I was at the Socialism 2024 conference earlier this year run by Haymarket Books. A vendor at a table asked me where I was from. When I said Iowa, he said, oh I’m sorry, and then I just stared at him in silence. Sometimes in that silence I can…understand why people voted for Trump. I can…glimpse, taste that anger, that hurt, that sense of abandonment and fury of being told that you’re too far gone to save. I want to say, fuck you who said I need saving from you, or that you don’t need saving too? We all need to be saved. Nobody is on the top of the mountain getting the commandments. Nobody woke from a dream weaved by God. Love is the only god I truly know, dude.
I used to be a community organizer. I walked door to door in West Virginia and Virginia when I was 16 and 17, trying to talk to Americans about Barack because I wasn’t old enough to vote. I worked long hours in the heat but I also talked to people, ran from people, fought with people, did all the things we must do to keep this country running. I stopped doing that the minute Obama was elected. I was like, okay my work is done, let me go live my life now. It’s been over 15 years since that moment.

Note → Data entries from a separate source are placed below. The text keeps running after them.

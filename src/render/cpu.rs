use std::collections::HashMap;

use kurbo::Affine;

use crate::foundation::core::Canvas;
use crate::foundation::error::{ReelError, ReelResult};
use crate::render::backend::{FrameRGBA, Renderer};
use crate::render::fonts::FontOptions;
use crate::render::layout::{DrawItem, FrameLayout, layout_frame};
use crate::render::text::ParleyShaper;
use crate::view::{FontFamily, VisualDescription};

/// Options for the CPU renderer.
#[derive(Clone, Debug, Default)]
pub struct CpuRendererOptions {
    /// Font discovery settings.
    pub fonts: FontOptions,
}

/// CPU raster renderer powered by `vello_cpu`, with Parley text shaping.
///
/// Fonts are only looked up when a frame actually contains text.
pub struct CpuRenderer {
    opts: CpuRendererOptions,
    shaper: ParleyShaper,
    ctx: Option<vello_cpu::RenderContext>,
    fonts: HashMap<(FontFamily, bool), vello_cpu::peniko::FontData>,
}

impl CpuRenderer {
    /// Create a renderer; no fonts are loaded until needed.
    pub fn new(opts: CpuRendererOptions) -> Self {
        Self {
            shaper: ParleyShaper::new(opts.fonts.clone()),
            opts,
            ctx: None,
            fonts: HashMap::new(),
        }
    }

    fn with_ctx_mut<R>(
        &mut self,
        width: u16,
        height: u16,
        f: impl FnOnce(&mut Self, &mut vello_cpu::RenderContext) -> ReelResult<R>,
    ) -> ReelResult<R> {
        let mut ctx = match self.ctx.take() {
            None => vello_cpu::RenderContext::new(width, height),
            Some(ctx) if ctx.width() == width && ctx.height() == height => ctx,
            Some(_) => vello_cpu::RenderContext::new(width, height),
        };
        ctx.reset();
        let out = f(self, &mut ctx)?;
        self.ctx = Some(ctx);
        Ok(out)
    }

    fn ensure_fonts(&mut self, layout: &FrameLayout) -> ReelResult<()> {
        for item in &layout.items {
            let DrawItem::Glyphs { family, bold, .. } = item else {
                continue;
            };
            if self.fonts.contains_key(&(*family, *bold)) {
                continue;
            }
            let face = self.shaper.face(*family, *bold)?;
            let font = vello_cpu::peniko::FontData::new(
                vello_cpu::peniko::Blob::from(face.bytes.as_ref().clone()),
                face.index,
            );
            self.fonts.insert((*family, *bold), font);
        }
        Ok(())
    }

    fn draw(&self, ctx: &mut vello_cpu::RenderContext, layout: &FrameLayout, canvas: Canvas) -> ReelResult<()> {
        let bg = layout.background;
        ctx.set_transform(vello_cpu::kurbo::Affine::IDENTITY);
        ctx.set_paint(vello_cpu::peniko::Color::from_rgba8(bg.r, bg.g, bg.b, bg.a));
        ctx.fill_rect(&vello_cpu::kurbo::Rect::new(
            0.0,
            0.0,
            f64::from(canvas.width),
            f64::from(canvas.height),
        ));

        for item in &layout.items {
            match item {
                DrawItem::Rect {
                    rect,
                    color,
                    opacity,
                    transform,
                } => {
                    if *opacity <= 0.0 {
                        continue;
                    }
                    ctx.set_transform(affine_to_cpu(*transform));
                    ctx.set_paint(vello_cpu::peniko::Color::from_rgba8(
                        color.r, color.g, color.b, color.a,
                    ));
                    if *opacity < 1.0 {
                        ctx.push_opacity_layer(*opacity);
                    }
                    ctx.fill_rect(&vello_cpu::kurbo::Rect::new(rect.x0, rect.y0, rect.x1, rect.y1));
                    if *opacity < 1.0 {
                        ctx.pop_layer();
                    }
                }
                DrawItem::Glyphs {
                    family,
                    bold,
                    size_px,
                    color,
                    glyphs,
                    transform,
                } => {
                    let font = self.fonts.get(&(*family, *bold)).ok_or_else(|| {
                        ReelError::render(format!("font for {family:?} was not prepared"))
                    })?;
                    ctx.set_transform(affine_to_cpu(*transform));
                    ctx.set_paint(vello_cpu::peniko::Color::from_rgba8(
                        color.r, color.g, color.b, color.a,
                    ));
                    ctx.glyph_run(font)
                        .font_size(*size_px)
                        .fill_glyphs(glyphs.iter().map(|g| vello_cpu::Glyph {
                            id: g.id,
                            x: g.x,
                            y: g.y,
                        }));
                }
            }
        }
        Ok(())
    }
}

impl Renderer for CpuRenderer {
    #[tracing::instrument(level = "trace", skip_all, fields(width = canvas.width, height = canvas.height))]
    fn render(&mut self, desc: &VisualDescription, canvas: Canvas) -> ReelResult<FrameRGBA> {
        let width = u16::try_from(canvas.width)
            .map_err(|_| ReelError::render("canvas width exceeds u16::MAX"))?;
        let height = u16::try_from(canvas.height)
            .map_err(|_| ReelError::render("canvas height exceeds u16::MAX"))?;

        let layout = layout_frame(desc, canvas, &mut self.shaper)?;
        self.ensure_fonts(&layout)?;

        self.with_ctx_mut(width, height, |this, ctx| {
            this.draw(ctx, &layout, canvas)?;
            ctx.flush();

            let mut pixmap = vello_cpu::Pixmap::new(width, height);
            ctx.render_to_pixmap(&mut pixmap);
            Ok(FrameRGBA {
                width: canvas.width,
                height: canvas.height,
                data: pixmap.data_as_u8_slice().to_vec(),
                premultiplied: true,
            })
        })
    }

    fn worker_options(&self) -> Option<CpuRendererOptions> {
        Some(self.opts.clone())
    }
}

fn affine_to_cpu(a: Affine) -> vello_cpu::kurbo::Affine {
    vello_cpu::kurbo::Affine::new(a.as_coeffs())
}

#[cfg(test)]
#[path = "../../tests/unit/render/cpu.rs"]
mod tests;
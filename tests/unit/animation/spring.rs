use super::*;

fn sample(frame: u64, config: &SpringConfig) -> f64 {
    DampedSpring.sample(FrameIndex(frame), Fps::whole(30), config)
}

#[test]
fn starts_at_rest() {
    assert_eq!(sample(0, &SpringConfig::default()), 0.0);
    assert_eq!(spring_step(-1.0, &SpringConfig::default()), 0.0);
}

#[test]
fn settles_to_one() {
    let cfg = SpringConfig::with_damping(10.0);
    for f in 90..600 {
        let v = sample(f, &cfg);
        assert!((v - 1.0).abs() < 1e-3, "frame {f}: {v}");
    }
}

#[test]
fn underdamped_overshoots_once_noticeably() {
    let cfg = SpringConfig::with_damping(10.0);
    assert!(cfg.damping_ratio() < 1.0);
    let peak = (0..90).map(|f| sample(f, &cfg)).fold(0.0_f64, f64::max);
    assert!(peak > 1.05, "peak {peak}");
    assert!(peak < 1.25, "peak {peak}");
}

#[test]
fn overshoot_clamping_caps_at_target() {
    let cfg = SpringConfig {
        overshoot_clamping: true,
        ..SpringConfig::with_damping(10.0)
    };
    for f in 0..120 {
        assert!(sample(f, &cfg) <= 1.0);
    }
}

#[test]
fn critical_and_overdamped_do_not_overshoot() {
    for damping in [20.0, 60.0] {
        let cfg = SpringConfig::with_damping(damping);
        let mut prev = 0.0;
        for f in 0..300 {
            let v = sample(f, &cfg);
            assert!(v <= 1.0 + 1e-9, "damping {damping} frame {f}: {v}");
            assert!(v + 1e-12 >= prev, "damping {damping} frame {f}");
            prev = v;
        }
    }
}

#[test]
fn sampling_is_pure() {
    let cfg = SpringConfig::default();
    for f in [0, 3, 17, 150] {
        assert_eq!(sample(f, &cfg).to_bits(), sample(f, &cfg).to_bits());
    }
}
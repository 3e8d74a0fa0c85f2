use std::collections::HashMap;
use std::path::{Path, PathBuf};
use std::sync::Arc;

use crate::foundation::error::{ReelError, ReelResult};
use crate::view::FontFamily;

const SANS_SERIF_NAMES: &[&str] = &[
    "Helvetica",
    "Arial",
    "Liberation Sans",
    "DejaVu Sans",
    "Noto Sans",
];
const MONOSPACE_NAMES: &[&str] = &[
    "Consolas",
    "Monaco",
    "Menlo",
    "Courier New",
    "Liberation Mono",
    "DejaVu Sans Mono",
    "Noto Sans Mono",
];

/// Where the renderer looks for fonts.
#[derive(Clone, Debug)]
pub struct FontOptions {
    /// Query the operating system's installed fonts.
    pub system_fonts: bool,
    /// Extra directories scanned (non-recursively) for `.ttf`, `.otf` and `.ttc` files.
    pub font_dirs: Vec<PathBuf>,
    /// Font file used for sans-serif text instead of a database lookup.
    pub sans_serif_file: Option<PathBuf>,
    /// Font file used for monospace text instead of a database lookup.
    pub monospace_file: Option<PathBuf>,
}

impl Default for FontOptions {
    fn default() -> Self {
        Self {
            system_fonts: true,
            font_dirs: vec![PathBuf::from("fonts")],
            sans_serif_file: None,
            monospace_file: None,
        }
    }
}

/// Raw bytes of one resolved font face.
#[derive(Debug)]
pub(crate) struct FaceData {
    pub(crate) bytes: Arc<Vec<u8>>,
    pub(crate) index: u32,
}

/// Lazily built font database mapping (family class, weight) to a concrete face.
pub(crate) struct FontBook {
    opts: FontOptions,
    db: Option<usvg::fontdb::Database>,
    resolved: HashMap<(FontFamily, bool), Arc<FaceData>>,
}

impl FontBook {
    pub(crate) fn new(opts: FontOptions) -> Self {
        Self {
            opts,
            db: None,
            resolved: HashMap::new(),
        }
    }

    /// Resolve the face used for `family` at the given weight, caching the result.
    pub(crate) fn resolve(&mut self, family: FontFamily, bold: bool) -> ReelResult<Arc<FaceData>> {
        if let Some(face) = self.resolved.get(&(family, bold)) {
            return Ok(face.clone());
        }

        let explicit = match family {
            FontFamily::SansSerif => self.opts.sans_serif_file.clone(),
            FontFamily::Monospace => self.opts.monospace_file.clone(),
        };
        let face = match explicit {
            Some(path) => read_face_file(&path)?,
            None => self.query(family, bold)?,
        };

        let face = Arc::new(face);
        self.resolved.insert((family, bold), face.clone());
        Ok(face)
    }

    fn query(&mut self, family: FontFamily, bold: bool) -> ReelResult<FaceData> {
        let opts = &self.opts;
        let db = self.db.get_or_insert_with(|| build_fontdb(opts));

        let (names, generic) = match family {
            FontFamily::SansSerif => (SANS_SERIF_NAMES, usvg::fontdb::Family::SansSerif),
            FontFamily::Monospace => (MONOSPACE_NAMES, usvg::fontdb::Family::Monospace),
        };
        let mut families = names
            .iter()
            .map(|n| usvg::fontdb::Family::Name(n))
            .collect::<Vec<_>>();
        families.push(generic);

        let query = usvg::fontdb::Query {
            families: &families,
            weight: if bold {
                usvg::fontdb::Weight::BOLD
            } else {
                usvg::fontdb::Weight::NORMAL
            },
            stretch: usvg::fontdb::Stretch::Normal,
            style: usvg::fontdb::Style::Normal,
        };

        let id = match db.query(&query) {
            Some(id) => id,
            None => {
                let Some(first) = db.faces().next() else {
                    return Err(ReelError::font(format!(
                        "no font face available for {family:?} (no system fonts and no font files)"
                    )));
                };
                tracing::warn!(?family, bold, "no matching font family, using first available face");
                first.id
            }
        };

        let (bytes, index) = db
            .with_face_data(id, |data, index| (data.to_vec(), index))
            .ok_or_else(|| ReelError::font(format!("font face data unavailable for {family:?}")))?;

        tracing::debug!(?family, bold, bytes = bytes.len(), index, "resolved font face");
        Ok(FaceData {
            bytes: Arc::new(bytes),
            index,
        })
    }
}

fn read_face_file(path: &Path) -> ReelResult<FaceData> {
    let bytes = std::fs::read(path)
        .map_err(|e| ReelError::font(format!("read font file {}: {e}", path.display())))?;
    Ok(FaceData {
        bytes: Arc::new(bytes),
        index: 0,
    })
}

fn build_fontdb(opts: &FontOptions) -> usvg::fontdb::Database {
    let mut db = usvg::fontdb::Database::new();
    if opts.system_fonts {
        db.load_system_fonts();
    }
    for dir in &opts.font_dirs {
        load_fonts_from_dir(&mut db, dir);
    }
    tracing::debug!(faces = db.len(), "font database loaded");
    db
}

fn load_fonts_from_dir(db: &mut usvg::fontdb::Database, dir: &Path) {
    let Ok(rd) = std::fs::read_dir(dir) else {
        return;
    };

    for entry in rd.flatten() {
        let path = entry.path();
        if !path.is_file() {
            continue;
        }
        let Some(ext) = path.extension().and_then(|s| s.to_str()) else {
            continue;
        };
        let ext = ext.to_ascii_lowercase();
        if ext != "ttf" && ext != "otf" && ext != "ttc" {
            continue;
        }
        let _ = db.load_font_file(&path);
    }
}

#[cfg(test)]
#[path = "../../tests/unit/render/fonts.rs"]
mod tests;
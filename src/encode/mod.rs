pub(crate) mod ffmpeg;
pub(crate) mod png;
pub(crate) mod sink;
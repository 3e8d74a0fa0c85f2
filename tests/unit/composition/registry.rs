use super::*;

#[test]
fn declares_two_standard_targets() {
    let reg = CompositionRegistry::new(AnimationParams::default(), &ParamsOverride::default());
    let summary: Vec<(&str, u32, u32, u32, u64)> = reg
        .targets()
        .iter()
        .map(|t| {
            (
                t.id.as_str(),
                t.canvas.width,
                t.canvas.height,
                t.fps.num,
                t.duration_in_frames,
            )
        })
        .collect();
    assert_eq!(
        summary,
        vec![
            ("HelloWorld", 1920, 1080, 30, 150),
            ("HelloWorldVertical", 1080, 1920, 30, 150),
        ]
    );
    for t in reg.targets() {
        assert_eq!(t.component, ComponentKind::TitleAnimator);
        assert_eq!(t.params, AnimationParams::default());
    }
}

#[test]
fn overrides_flow_into_every_target() {
    let over = ParamsOverride {
        text: Some("Launch day".to_string()),
        duration_in_frames: Some(60),
        ..ParamsOverride::default()
    };
    let reg = CompositionRegistry::new(AnimationParams::default(), &over);
    assert_eq!(reg.defaults(), &AnimationParams::default());
    assert_eq!(reg.params().text, "Launch day");
    for t in reg.targets() {
        assert_eq!(t.duration_in_frames, 60);
        assert_eq!(t.params.text, "Launch day");
        assert_eq!(t.params.bg_color, "#ffffff");
        assert_eq!(t.frame_range().len_frames(), 60);
    }
}

#[test]
fn terminal_targets_are_opt_in() {
    let reg = CompositionRegistry::new(AnimationParams::default(), &ParamsOverride::default());
    assert!(reg.get("TerminalVertical").is_err());

    let reg = reg.with_terminal_targets().with_terminal_targets();
    assert_eq!(reg.targets().len(), 4);
    let t = reg.get("TerminalVertical").unwrap();
    assert_eq!(t.component, ComponentKind::TerminalTyper);
    assert_eq!(t.canvas, PORTRAIT);
}

#[test]
fn unknown_and_duplicate_ids_are_rejected() {
    let mut reg = CompositionRegistry::new(AnimationParams::default(), &ParamsOverride::default());
    let err = reg.get("Nope").unwrap_err().to_string();
    assert!(err.contains("HelloWorld"), "{err}");

    let dup = reg.targets()[0].clone();
    assert!(reg.register(dup).is_err());

    let square = RenderTarget::new(
        "Square",
        ComponentKind::TerminalTyper,
        Canvas {
            width: 1080,
            height: 1080,
        },
        AnimationParams::default(),
    );
    reg.register(square).unwrap();
    assert_eq!(reg.get("Square").unwrap().canvas.width, 1080);
}

#[test]
fn evaluate_binds_target_params_and_fps() {
    let reg = CompositionRegistry::new(AnimationParams::default(), &ParamsOverride::default());
    let t = reg.get("HelloWorld").unwrap();
    let desc = t.evaluate(FrameIndex(10));
    assert_eq!(desc.background, "#ffffff");
    assert_eq!(t.context(FrameIndex(10)).fps, COMPOSITION_FPS);
    assert_eq!(desc, t.evaluate(FrameIndex(10)));
}
//! Per-frame view components.
//!
//! A component is a pure function of `(AnimationParams, FrameContext)` to a
//! [`VisualDescription`]. Components hold no cross-frame state, so frames can be evaluated in any
//! order and on any thread.

pub(crate) mod terminal;
pub(crate) mod title;

use crate::composition::params::AnimationParams;
use crate::foundation::core::{Fps, FrameIndex};
use crate::view::VisualDescription;

/// Timeline position handed to a component for one evaluation.
#[derive(Clone, Copy, Debug, PartialEq, Eq, serde::Serialize, serde::Deserialize)]
pub struct FrameContext {
    /// Frame being evaluated.
    pub frame: FrameIndex,
    /// Timeline frame rate.
    pub fps: Fps,
}

impl FrameContext {
    /// Context for `frame` at `fps`.
    pub fn new(frame: u64, fps: Fps) -> Self {
        Self {
            frame: FrameIndex(frame),
            fps,
        }
    }
}

/// A view component evaluated once per frame.
pub trait Component: Send + Sync {
    /// Describe the frame at `ctx` for `params`.
    fn render(&self, params: &AnimationParams, ctx: FrameContext) -> VisualDescription;
}

/// Components a render target can bind.
#[derive(Clone, Copy, Debug, PartialEq, Eq, Hash, serde::Serialize, serde::Deserialize)]
pub enum ComponentKind {
    /// Spring-scaled centered title card.
    TitleAnimator,
    /// Terminal with typed-out text and a blinking cursor.
    TerminalTyper,
}

impl ComponentKind {
    /// Stable display name.
    pub fn name(self) -> &'static str {
        match self {
            Self::TitleAnimator => "TitleAnimator",
            Self::TerminalTyper => "TerminalTyper",
        }
    }

    /// Evaluate the component with its default configuration.
    #[tracing::instrument(level = "trace", skip(params), fields(component = self.name()))]
    pub fn render(self, params: &AnimationParams, ctx: FrameContext) -> VisualDescription {
        match self {
            Self::TitleAnimator => title::TitleAnimator::new().render(params, ctx),
            Self::TerminalTyper => terminal::TerminalTyper.render(params, ctx),
        }
    }
}
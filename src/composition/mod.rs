pub(crate) mod params;
pub(crate) mod registry;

It’s time to be that scrappy young woman again.
Yes to all of this. The condescension about the Midwest is very real and has consequences. Happy to see your beautiful writing.
Beautifully, deeply, and lyrically written. I don't knock people about where they live but ... when I was still living in San Francisco, I did consider Iowa a "fly over" state. I never would have said it out loud, but I thought it. Living here has given me not only a greater appreciation for Iowa, but for the Midwest. I've been here nearly 11 years, longer than I've ever lived anywhere else. So, all this is to say, your piece moved me. Very evocative. Thank you for sharing.